The role of spatial biology in studying inflammation: A novel dimension

Inflammation is an essential response of our body’s immune system involving various cell types, effector molecules, and signaling pathways. However, chronic or uncontrolled inflammation can lead to various diseases, such as autoimmune disorders, sepsis, cardiovascular disorders, neurodegenerative disorders, and cancer. Thus, understanding the mechanisms and dynamics of inflammation is crucial for developing effective therapies and prevention strategies. Recently, spatial biology has emerged as a promising novel approach to study inflammation, as it enables researchers to visualize and analyze the spatial relationships between cells, tissues, and molecules within the context of the inflamed organ. By preserving the tissue integrity, researchers can identify immune cell subsets, investigate cellular interactions, and comprehend the localization of inflammatory mediators within the context of the tissue microenvironment. In this blog, we will explore the role of spatial biology in studying inflammation and highlight some of the latest findings and applications in this field. 

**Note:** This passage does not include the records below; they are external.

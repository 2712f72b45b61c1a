//! Request body for the Anthropic Messages API.

use crate::Catalog;
use compact_str::CompactString;
use kcore::{ContentBlock, Content, Message, Role, Tool, ToolChoice, alternate};
use serde::Serialize;
use serde_json::{Value, json};
use std::collections::HashSet;

/// The request body for the Anthropic Messages API.
#[derive(Debug, Clone, Serialize)]
pub struct Request {
    /// The model identifier.
    pub model: CompactString,
    /// Maximum tokens to generate.
    pub max_tokens: u32,
    /// System prompt (top-level, not in messages array).
    #[serde(skip_serializing_if = "Option::is_none")]
    pub system: Option<String>,
    /// The messages array (Anthropic content block format).
    pub messages: Vec<Value>,
    /// Whether to stream the response.
    #[serde(skip_serializing_if = "Option::is_none")]
    pub stream: Option<bool>,
    /// Tools the model may call.
    #[serde(skip_serializing_if = "Vec::is_empty")]
    pub tools: Vec<Value>,
    /// Tool choice control.
    #[serde(skip_serializing_if = "Option::is_none")]
    pub tool_choice: Option<Value>,
    /// Temperature.
    #[serde(skip_serializing_if = "Option::is_none")]
    pub temperature: Option<f32>,
}

impl Request {
    /// Convert a generic request.
    ///
    /// Tool results travel as `tool_result` blocks in user turns, so they are
    /// moved to the user role before alternation.
    pub fn new(request: &kcore::Request, catalog: &Catalog) -> Self {
        let messages: Vec<Message> = request
            .messages
            .iter()
            .cloned()
            .map(|mut message| {
                if message.role == Role::Tool {
                    message.role = Role::User;
                }
                message
            })
            .collect();
        let alternated = alternate(&messages);

        let mut seen = HashSet::new();
        let messages = alternated
            .turns
            .iter()
            .map(|turn| wire_message(turn, &mut seen))
            .collect();

        Self {
            model: catalog.model(request).into(),
            max_tokens: catalog.max_tokens(request),
            system: alternated.system,
            messages,
            stream: None,
            tools: request.tools.iter().map(wire_tool).collect(),
            tool_choice: request.tool_choice.as_ref().map(wire_tool_choice),
            temperature: request.temperature,
        }
    }

    /// Enable streaming for the request.
    pub fn stream(mut self) -> Self {
        self.stream = Some(true);
        self
    }
}

/// Render one turn. `seen` collects tool-use ids so a result whose call was
/// pruned from the context degrades to plain text instead of an orphan.
fn wire_message(message: &Message, seen: &mut HashSet<CompactString>) -> Value {
    let role = message.role.as_str();
    let blocks = match &message.content {
        Content::Text(text) => return json!({ "role": role, "content": text }),
        Content::Blocks(blocks) => blocks,
    };

    let mut content: Vec<Value> = blocks
        .iter()
        .filter_map(|block| match block {
            ContentBlock::Text { text } if text.is_empty() => None,
            ContentBlock::Text { text } => Some(json!({"type": "text", "text": text})),
            ContentBlock::Image {
                source,
                media_type,
                data,
            } => Some(json!({
                "type": "image",
                "source": {"type": source, "media_type": media_type, "data": data},
            })),
            ContentBlock::ToolUse { id, name, input } => {
                seen.insert(id.clone());
                Some(json!({"type": "tool_use", "id": id, "name": name, "input": input}))
            }
            ContentBlock::ToolResult {
                tool_use_id,
                content,
                is_error,
            } if seen.contains(tool_use_id) => Some(json!({
                "type": "tool_result",
                "tool_use_id": tool_use_id,
                "content": content,
                "is_error": is_error,
            })),
            ContentBlock::ToolResult { content, .. } => {
                Some(json!({"type": "text", "text": format!("Tool result: {content}")}))
            }
        })
        .collect();

    if content.is_empty() {
        content.push(json!({"type": "text", "text": ""}));
    }
    json!({ "role": role, "content": content })
}

fn wire_tool(tool: &Tool) -> Value {
    json!({
        "name": tool.name,
        "description": tool.description,
        "input_schema": tool.input_schema,
    })
}

fn wire_tool_choice(choice: &ToolChoice) -> Value {
    match choice {
        ToolChoice::None => json!({"type": "none"}),
        ToolChoice::Auto => json!({"type": "auto"}),
        ToolChoice::Required => json!({"type": "any"}),
        ToolChoice::Function(name) => json!({"type": "tool", "name": name}),
    }
}
//! Tests for the Anthropic wire format.

use kcore::{Assembler, ContentBlock, Message, Request, StopReason, StreamChunk, ToolChoice};
use kestrel_model::{
    Catalog,
    claude::{self, Event, Raw},
};
use serde_json::{Map, Value, json};
use std::time::Duration;

fn wire(request: &Request) -> Value {
    let catalog = Catalog::new(claude::DEFAULT_MODEL);
    serde_json::to_value(claude::Request::new(request, &catalog)).unwrap()
}

fn path(p: &str) -> Map<String, Value> {
    let mut input = Map::new();
    input.insert("path".into(), json!(p));
    input
}

#[test]
fn system_moves_out_of_band() {
    let request = Request::default().with_messages(vec![
        Message::system("be brief"),
        Message::user("hi"),
    ]);
    let body = wire(&request);
    assert_eq!(body["system"], "be brief");
    assert_eq!(body["messages"].as_array().unwrap().len(), 1);
    assert_eq!(body["messages"][0]["role"], "user");
    assert_eq!(body["model"], claude::DEFAULT_MODEL);
    assert_eq!(body["max_tokens"], 4096);
    assert!(body.get("stream").is_none());
}

#[test]
fn tool_results_ride_in_user_turns() {
    let request = Request::default().with_messages(vec![
        Message::user("read a.rs"),
        Message::assistant_blocks(vec![
            ContentBlock::Text { text: "ok".into() },
            ContentBlock::ToolUse {
                id: "toolu_1".into(),
                name: "read_file".into(),
                input: path("a.rs"),
            },
        ]),
        Message::tool("toolu_1", "fn main() {}", false),
        Message::user("thanks"),
    ]);
    let body = wire(&request);
    let messages = body["messages"].as_array().unwrap();
    assert_eq!(messages.len(), 3);
    assert_eq!(messages[1]["role"], "assistant");
    assert_eq!(messages[1]["content"][1]["type"], "tool_use");
    assert_eq!(messages[1]["content"][1]["input"]["path"], "a.rs");

    let last = &messages[2];
    assert_eq!(last["role"], "user");
    assert_eq!(last["content"][0]["type"], "tool_result");
    assert_eq!(last["content"][0]["tool_use_id"], "toolu_1");
    assert_eq!(last["content"][0]["is_error"], false);
    assert_eq!(last["content"][1]["text"], "thanks");
}

#[test]
fn orphan_tool_result_degrades_to_text() {
    let request = Request::default().with_messages(vec![
        Message::user("hi"),
        Message::tool("gone", "stale output", false),
    ]);
    let body = wire(&request);
    let content = &body["messages"][0]["content"];
    assert_eq!(content[0]["text"], "hi");
    assert_eq!(content[1]["type"], "text");
    assert_eq!(content[1]["text"], "Tool result: stale output");
}

#[test]
fn empty_history_gets_placeholder_turn() {
    let body = wire(&Request::default().with_messages(vec![Message::system("s")]));
    assert_eq!(body["messages"][0]["content"], "Hello");
}

#[test]
fn request_overrides_and_streaming() {
    let request = Request::new("claude-opus-4-1")
        .with_messages(vec![Message::user("hi")])
        .with_max_tokens(256)
        .with_temperature(0.5)
        .with_tool_choice(ToolChoice::Required);
    let catalog = Catalog::new(claude::DEFAULT_MODEL);
    let body = serde_json::to_value(claude::Request::new(&request, &catalog).stream()).unwrap();
    assert_eq!(body["model"], "claude-opus-4-1");
    assert_eq!(body["max_tokens"], 256);
    assert_eq!(body["temperature"], 0.5);
    assert_eq!(body["stream"], true);
    assert_eq!(body["tool_choice"]["type"], "any");
}

#[test]
fn catalog_cap_applies_when_request_has_none() {
    let catalog = Catalog::new(claude::DEFAULT_MODEL).with_max_tokens(Some(1024));
    let request = Request::default().with_messages(vec![Message::user("hi")]);
    let body = serde_json::to_value(claude::Request::new(&request, &catalog)).unwrap();
    assert_eq!(body["max_tokens"], 1024);
}

fn events(lines: &[&str]) -> Vec<StreamChunk> {
    lines
        .iter()
        .flat_map(|line| serde_json::from_str::<Event>(line).unwrap().into_chunks())
        .collect()
}

#[test]
fn events_map_to_chunks() {
    let chunks = events(&[
        r#"{"type":"message_start","message":{"id":"msg_1","model":"claude-sonnet-4-5"}}"#,
        r#"{"type":"content_block_start","index":0,"content_block":{"type":"text","text":""}}"#,
        r#"{"type":"ping"}"#,
        r#"{"type":"content_block_delta","index":0,"delta":{"type":"text_delta","text":"Hi"}}"#,
        r#"{"type":"content_block_stop","index":0}"#,
        r#"{"type":"content_block_start","index":1,"content_block":{"type":"tool_use","id":"toolu_1","name":"read_file","input":{}}}"#,
        r#"{"type":"content_block_delta","index":1,"delta":{"type":"input_json_delta","partial_json":"{\"path\":"}}"#,
        r#"{"type":"content_block_delta","index":1,"delta":{"type":"input_json_delta","partial_json":"\"a.rs\"}"}}"#,
        r#"{"type":"content_block_stop","index":1}"#,
        r#"{"type":"message_delta","delta":{"stop_reason":"tool_use"},"usage":{"output_tokens":9}}"#,
        r#"{"type":"message_stop"}"#,
    ]);
    assert_eq!(chunks.len(), 7);
    assert_eq!(chunks[0], StreamChunk::start_text(0));
    assert_eq!(chunks[1], StreamChunk::text(0, "Hi"));

    let mut assembler = Assembler::new();
    let calls: Vec<_> = chunks.iter().filter_map(|c| assembler.accept(c)).collect();
    assert_eq!(calls.len(), 1);
    assert_eq!(calls[0].id, "toolu_1");
    assert_eq!(calls[0].argument("path"), Some("a.rs"));
    assert_eq!(assembler.text(), "Hi");
}

#[test]
fn error_event_becomes_error_chunk() {
    let chunks = events(&[
        r#"{"type":"error","error":{"type":"overloaded_error","message":"Overloaded"}}"#,
    ]);
    assert_eq!(
        chunks,
        vec![StreamChunk::Error {
            message: "overloaded_error: Overloaded".into()
        }]
    );
}

#[test]
fn unknown_events_are_ignored() {
    assert!(events(&[r#"{"type":"brand_new_event","data":1}"#]).is_empty());
}

#[test]
fn raw_response_converts() {
    let raw: Raw = serde_json::from_value(json!({
        "id": "msg_1",
        "model": "claude-sonnet-4-5",
        "content": [
            {"type": "text", "text": "Reading."},
            {"type": "tool_use", "id": "toolu_1", "name": "read_file", "input": {"path": "a.rs"}}
        ],
        "stop_reason": "tool_use",
        "usage": {"input_tokens": 12, "output_tokens": 7}
    }))
    .unwrap();
    let response = raw.into_response(Duration::from_millis(5));
    assert_eq!(response.content, "Reading.");
    assert_eq!(response.tool_calls[0].name, "read_file");
    assert_eq!(response.stop_reason, StopReason::ToolUse);
    assert_eq!(response.usage.input_tokens, 12);
    assert_eq!(response.latency, Duration::from_millis(5));
}
//! Gemini (Google) LLM provider.
//!
//! Uses the single-shot `generateContent` endpoint; streams are synthesized
//! from the complete response.

use crate::{Catalog, HttpProvider};
use async_stream::try_stream;
use compact_str::CompactString;
use futures_util::StreamExt;
use kcore::{ChunkStream, Model, Response, Result, synthesize};
use reqwest::Client;
use std::time::Instant;
pub use request::Request;
pub use response::Raw;

mod request;
mod response;

/// The Gemini API base URL.
pub const BASE_URL: &str = "https://generativelanguage.googleapis.com/v1beta";

/// Model used when none is configured.
pub const DEFAULT_MODEL: &str = "gemini-2.0-flash";

/// The Gemini LLM provider.
#[derive(Clone)]
pub struct Gemini {
    http: HttpProvider,
    base_url: String,
    catalog: Catalog,
}

impl Gemini {
    /// Create a provider targeting the Gemini API.
    pub fn api(client: Client, key: &str) -> Result<Self> {
        Self::custom(client, key, BASE_URL)
    }

    /// Create a provider targeting a custom Gemini-compatible base URL.
    pub fn custom(client: Client, key: &str, base_url: &str) -> Result<Self> {
        let base_url = base_url.trim_end_matches('/').to_owned();
        Ok(Self {
            http: HttpProvider::custom_header(client, "x-goog-api-key", key, &base_url)?,
            base_url,
            catalog: Catalog::new(DEFAULT_MODEL).with_models(["gemini-2.5-pro", "gemini-1.5-pro"]),
        })
    }

    /// Replace the model catalog.
    pub fn with_catalog(mut self, catalog: Catalog) -> Self {
        self.catalog = catalog;
        self
    }

    /// The model catalog.
    pub fn catalog(&self) -> &Catalog {
        &self.catalog
    }

    /// `generateContent` URL for `model`.
    pub fn url(&self, model: &str) -> String {
        format!("{}/models/{model}:generateContent", self.base_url)
    }
}

impl Model for Gemini {
    fn name(&self) -> CompactString {
        CompactString::const_new("gemini")
    }

    async fn send(&self, request: &kcore::Request) -> Result<Response> {
        let url = self.url(self.catalog.model(request));
        let body = Request::new(request, &self.catalog);
        let started = Instant::now();
        let raw: Raw = self.http.send_to(&url, &body, "gemini response").await?;
        Ok(raw.into_response(started.elapsed()))
    }

    fn stream(&self, request: kcore::Request) -> ChunkStream {
        let this = self.clone();
        try_stream! {
            let response = this.send(&request).await?;
            for chunk in synthesize(&response) {
                yield chunk;
            }
        }
        .boxed()
    }

    fn available_models(&self) -> Vec<CompactString> {
        self.catalog.available()
    }

    fn default_model(&self) -> CompactString {
        self.catalog.default_model.clone()
    }

    fn token_limit(&self) -> usize {
        self.catalog.token_limit()
    }
}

Understanding cellular crosstalk and heterogeneity in inflammation 

One of the remarkable features of inflammation is its spatial heterogeneity: different regions of the same tissue or organ can exhibit distinct cell composition and organization. Spatial biology allows researchers to dissect this spatial heterogeneity by characterizing and quantifying interactions of individual cells in distinct tissue locations. When inflammation is dysregulated, it can lead to devastating consequences, particularly in the context of chronic autoimmune diseases such as rheumatoid arthritis (RA). Montgomery et al.¹ have identified and characterized two novel myeloid subpopulations in RA patients’ joints, among which a conserved group of tissue-resident monocytic-lineage cells (TR-MC). These TR-MCs have been found to possess unique cell surface markers, transcriptional programs, and thus, functions that set them apart from other immune cells. Even more intriguing, these cells exhibit rapid proliferation and reverse diapedesis in response to arthrogenic stimuli. Extravascular versus intravascular tissue location and deep phenotyping of this novel cell subset were assessed by high-throughput hyperplex experiments on the COMET™ platform. This groundbreaking research significantly enhances our understanding of RA and paves the way for developing innovative therapies to disrupt the inflammatory process, thus decreasing the burden of patients suffering from chronic joint inflammation. 

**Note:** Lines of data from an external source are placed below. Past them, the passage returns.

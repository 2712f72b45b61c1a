//! One-shot message command.

use crate::{session, terminal};
use anyhow::Result;
use runtime::Outcome;

/// Run one turn for `content` and print the reply.
pub async fn run(options: &session::Options, content: &str) -> Result<()> {
    let (mut conversation, events) = session::conversation(options)?;
    let renderer = terminal::spawn_renderer(events);

    let outcome = session::turn(&mut conversation, content).await;
    drop(conversation);
    let _ = renderer.await;

    match outcome {
        Outcome::Completed { .. } => {
            println!();
            Ok(())
        }
        Outcome::Cancelled => anyhow::bail!("cancelled"),
        Outcome::Failed(message) => anyhow::bail!(message),
    }
}
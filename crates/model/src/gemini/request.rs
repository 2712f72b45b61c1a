//! Request body for the Gemini `generateContent` API.

use crate::Catalog;
use compact_str::CompactString;
use kcore::{Content, ContentBlock, Message, Role, Tool, ToolChoice, alternate};
use serde::Serialize;
use serde_json::{Value, json};
use std::collections::HashMap;

/// The request body for `generateContent`.
#[derive(Debug, Clone, Serialize)]
#[serde(rename_all = "camelCase")]
pub struct Request {
    /// Alternating `user`/`model` turns.
    pub contents: Vec<Value>,
    /// Out-of-band system prompt.
    #[serde(skip_serializing_if = "Option::is_none")]
    pub system_instruction: Option<Value>,
    /// Function declarations.
    #[serde(skip_serializing_if = "Vec::is_empty")]
    pub tools: Vec<Value>,
    /// Function calling mode.
    #[serde(skip_serializing_if = "Option::is_none")]
    pub tool_config: Option<Value>,
    /// Output limits and sampling.
    pub generation_config: Value,
}

impl Request {
    /// Convert a generic request.
    ///
    /// Function responses belong to user turns, so tool results move to the
    /// user role before alternation.
    pub fn new(request: &kcore::Request, catalog: &Catalog) -> Self {
        let messages: Vec<Message> = request
            .messages
            .iter()
            .cloned()
            .map(|mut message| {
                if message.role == Role::Tool {
                    message.role = Role::User;
                }
                message
            })
            .collect();
        let alternated = alternate(&messages);

        let mut names = HashMap::new();
        let contents = alternated
            .turns
            .iter()
            .map(|turn| wire_content(turn, &mut names))
            .collect();

        let declarations: Vec<Value> = request.tools.iter().map(wire_tool).collect();
        let mut generation_config = json!({ "maxOutputTokens": catalog.max_tokens(request) });
        if let Some(temperature) = request.temperature {
            generation_config["temperature"] = json!(temperature);
        }

        Self {
            contents,
            system_instruction: alternated
                .system
                .map(|text| json!({"parts": [{"text": text}]})),
            tools: if declarations.is_empty() {
                Vec::new()
            } else {
                vec![json!({ "functionDeclarations": declarations })]
            },
            tool_config: request.tool_choice.as_ref().map(wire_tool_config),
            generation_config,
        }
    }
}

/// Render one turn. `names` maps tool-use ids to function names, which
/// Gemini requires on function responses.
fn wire_content(message: &Message, names: &mut HashMap<CompactString, CompactString>) -> Value {
    let role = match message.role {
        Role::User => "user",
        _ => "model",
    };
    let parts: Vec<Value> = match &message.content {
        Content::Text(text) => vec![json!({ "text": text })],
        Content::Blocks(blocks) => blocks
            .iter()
            .map(|block| match block {
                ContentBlock::Text { text } => json!({ "text": text }),
                ContentBlock::Image {
                    media_type, data, ..
                } => json!({"inlineData": {"mimeType": media_type, "data": data}}),
                ContentBlock::ToolUse { id, name, input } => {
                    names.insert(id.clone(), name.clone());
                    json!({"functionCall": {"name": name, "args": input}})
                }
                ContentBlock::ToolResult {
                    tool_use_id,
                    content,
                    is_error,
                } => match names.get(tool_use_id) {
                    Some(name) => {
                        let key = if *is_error { "error" } else { "content" };
                        json!({"functionResponse": {"name": name, "response": { key: content }}})
                    }
                    None => json!({ "text": format!("Tool result: {content}") }),
                },
            })
            .collect(),
    };
    json!({ "role": role, "parts": parts })
}

fn wire_tool(tool: &Tool) -> Value {
    let mut parameters = serde_json::to_value(&tool.input_schema).unwrap_or_default();
    if let Some(object) = parameters.as_object_mut() {
        object.remove("$schema");
        object.remove("title");
    }
    json!({
        "name": tool.name,
        "description": tool.description,
        "parameters": parameters,
    })
}

fn wire_tool_config(choice: &ToolChoice) -> Value {
    let config = match choice {
        ToolChoice::None => json!({"mode": "NONE"}),
        ToolChoice::Auto => json!({"mode": "AUTO"}),
        ToolChoice::Required => json!({"mode": "ANY"}),
        ToolChoice::Function(name) => json!({"mode": "ANY", "allowedFunctionNames": [name]}),
    };
    json!({ "functionCallingConfig": config })
}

Spatial dynamics and inflammation

Inflammation is a dynamic process, and spatial biology can capture the dimensional changes of inflammation by monitoring the alterations in cell behavior, cytokine production, and tissue architecture over time and space. In the study by Ren et al.², researchers found that vessel-associated macrophages (VAM) in the inflamed intestinal mucosa in mice produce a specific signaling molecule called TNF-alpha, that attracts polymorphonuclear neutrophils (PMN) to the site of inflammation. Using the hyperplex, high-throughput COMET™ platform, the authors confirmed the relevance of their findings in inflammatory bowel disease (IBD) patient biopsy specimens at the single-cell level (Figure 1). Due to the frequent correlation between the presence of PMN and tissue injury in IBD, as well as in other diseases settings, there is potential for therapeutic interventions by targeting specific macrophage populations and their disease promoting activities.²

Choosing the best technology for your research

Multiplex immuofluorescence represents an invaluable technique used in research to investigate the spatial interactions between different proteins. Technology breakthroughs in the field of spatial proteomics based on an innovative sequential immunofluorescence (seqIF™) approach on the COMET™ platform, offer fully automated, quick, and precise multiplex spatial analysis. By integrating COMET™ into a laboratory setting, researchers can benefit from the following features: 

1. Walk-away automation: Fully integrated staining and imaging workflow.
2. Unmatched hyperplex throughput: 4 slides of 40-plex per run.
3. Label-free primary antibodies: Use any antibody without the need for conjugation.
4. Rapid and flexible panel development: Build a 20-plex panel with any markers from your library within 1 week.

Inflammation is a powerful and complex biological process and its dysregulation plays a role in numerous diseases. The emergence of spatial biology has revolutionized our ability to study inflammation, offering a new lens to observe the intricate cellular dynamics and spatial relationships within tissue context. Through spatial proteomics, researchers are gaining unprecedented insights into the inflammation process, potentially driving the development of innovative therapies for patients with high unmet needs.

References: 

1. Montgomery SA et al. Tissue-resident, extravascular Ly6c- monocytes are critical for inflammation in the synovium. Cell Rep. 2023. 42(5):112513. doi: 10.1016/j.celrep.2023.112513. 
2. Ren X et al. Macrophage-endothelial cell crosstalk orchestrates neutrophil recruitment in inflamed mucosa. J Clin Invest. 2023. e170733. doi: 10.1172/JCI170733.